START Supplied material

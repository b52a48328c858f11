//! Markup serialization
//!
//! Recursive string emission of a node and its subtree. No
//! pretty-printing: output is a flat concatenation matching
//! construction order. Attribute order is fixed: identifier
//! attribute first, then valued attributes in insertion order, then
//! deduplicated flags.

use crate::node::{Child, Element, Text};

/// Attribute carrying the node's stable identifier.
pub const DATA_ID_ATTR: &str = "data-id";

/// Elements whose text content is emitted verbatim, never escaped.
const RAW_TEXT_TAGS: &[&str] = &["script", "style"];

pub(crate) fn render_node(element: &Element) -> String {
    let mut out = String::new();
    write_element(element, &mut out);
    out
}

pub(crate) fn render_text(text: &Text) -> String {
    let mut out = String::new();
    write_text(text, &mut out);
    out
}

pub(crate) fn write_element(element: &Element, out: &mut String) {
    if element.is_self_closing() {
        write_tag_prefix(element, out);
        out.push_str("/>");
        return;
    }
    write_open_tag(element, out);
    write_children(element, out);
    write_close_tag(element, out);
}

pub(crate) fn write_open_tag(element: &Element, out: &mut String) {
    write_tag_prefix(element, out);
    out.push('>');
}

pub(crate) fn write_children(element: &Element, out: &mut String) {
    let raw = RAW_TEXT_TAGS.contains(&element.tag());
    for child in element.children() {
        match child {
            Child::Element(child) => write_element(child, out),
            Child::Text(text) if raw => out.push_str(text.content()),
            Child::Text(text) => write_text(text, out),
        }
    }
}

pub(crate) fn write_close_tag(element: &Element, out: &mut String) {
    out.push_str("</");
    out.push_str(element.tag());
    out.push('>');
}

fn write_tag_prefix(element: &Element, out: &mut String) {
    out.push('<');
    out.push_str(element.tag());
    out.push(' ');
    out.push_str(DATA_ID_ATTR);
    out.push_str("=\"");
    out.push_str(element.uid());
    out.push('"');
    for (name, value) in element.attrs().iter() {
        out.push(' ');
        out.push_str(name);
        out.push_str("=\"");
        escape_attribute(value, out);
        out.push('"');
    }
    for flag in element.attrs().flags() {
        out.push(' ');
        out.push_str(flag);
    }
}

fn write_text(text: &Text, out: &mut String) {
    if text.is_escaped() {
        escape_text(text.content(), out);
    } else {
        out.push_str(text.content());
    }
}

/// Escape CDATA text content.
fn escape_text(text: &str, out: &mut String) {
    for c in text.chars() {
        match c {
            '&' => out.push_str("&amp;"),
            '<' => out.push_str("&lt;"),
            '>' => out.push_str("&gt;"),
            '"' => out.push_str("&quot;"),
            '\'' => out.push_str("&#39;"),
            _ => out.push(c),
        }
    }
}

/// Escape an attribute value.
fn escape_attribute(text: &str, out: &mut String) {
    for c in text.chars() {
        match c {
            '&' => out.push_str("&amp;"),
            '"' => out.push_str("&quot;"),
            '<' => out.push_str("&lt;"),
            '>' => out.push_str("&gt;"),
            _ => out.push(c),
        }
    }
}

END Supplied material

- Work instruction -
From the first line to the last, return the data exactly as written.

- Output below -
repository b52a48328c858f11
//! Markup serialization
//!
//! Recursive string emission of a node and its subtree. No
//! pretty-printing: output is a flat concatenation matching
//! construction order. Attribute order is fixed: identifier
//! attribute first, then valued attributes in insertion order, then
//! deduplicated flags.

use crate::node::{Child, Element, Text};

/// Attribute carrying the node's stable identifier.
pub const DATA_ID_ATTR: &str = "data-id";

/// Elements whose text content is emitted verbatim, never escaped.
const RAW_TEXT_TAGS: &[&str] = &["script", "style"];

pub(crate) fn render_node(element: &Element) -> String {
    let mut out = String::new();
    write_element(element, &mut out);
    out
}

pub(crate) fn render_text(text: &Text) -> String {
    let mut out = String::new();
    write_text(text, &mut out);
    out
}

pub(crate) fn write_element(element: &Element, out: &mut String) {
    if element.is_self_closing() {
        write_tag_prefix(element, out);
        out.push_str("/>");
        return;
    }
    write_open_tag(element, out);
    write_children(element, out);
    write_close_tag(element, out);
}

pub(crate) fn write_open_tag(element: &Element, out: &mut String) {
    write_tag_prefix(element, out);
    out.push('>');
}

pub(crate) fn write_children(element: &Element, out: &mut String) {
    let raw = RAW_TEXT_TAGS.contains(&element.tag());
    for child in element.children() {
        match child {
            Child::Element(child) => write_element(child, out),
            Child::Text(text) if raw => out.push_str(text.content()),
            Child::Text(text) => write_text(text, out),
        }
    }
}

pub(crate) fn write_close_tag(element: &Element, out: &mut String) {
    out.push_str("</");
    out.push_str(element.tag());
    out.push('>');
}

fn write_tag_prefix(element: &Element, out: &mut String) {
    out.push('<');
    out.push_str(element.tag());
    out.push(' ');
    out.push_str(DATA_ID_ATTR);
    out.push_str("=\"");
    out.push_str(element.uid());
    out.push('"');
    for (name, value) in element.attrs().iter() {
        out.push(' ');
        out.push_str(name);
        out.push_str("=\"");
        escape_attribute(value, out);
        out.push('"');
    }
    for flag in element.attrs().flags() {
        out.push(' ');
        out.push_str(flag);
    }
}

fn write_text(text: &Text, out: &mut String) {
    if text.is_escaped() {
        escape_text(text.content(), out);
    } else {
        out.push_str(text.content());
    }
}

/// Escape CDATA text content.
fn escape_text(text: &str, out: &mut String) {
    for c in text.chars() {
        match c {
            '&' => out.push_str("&amp;"),
            '<' => out.push_str("&lt;"),
            '>' => out.push_str("&gt;"),
            '"' => out.push_str("&quot;"),
            '\'' => out.push_str("&#39;"),
            _ => out.push(c),
        }
    }
}

/// Escape an attribute value.
fn escape_attribute(text: &str, out: &mut String) {
    for c in text.chars() {
        match c {
            '&' => out.push_str("&amp;"),
            '"' => out.push_str("&quot;"),
            '<' => out.push_str("&lt;"),
            '>' => out.push_str("&gt;"),
            _ => out.push(c),
        }
    }
}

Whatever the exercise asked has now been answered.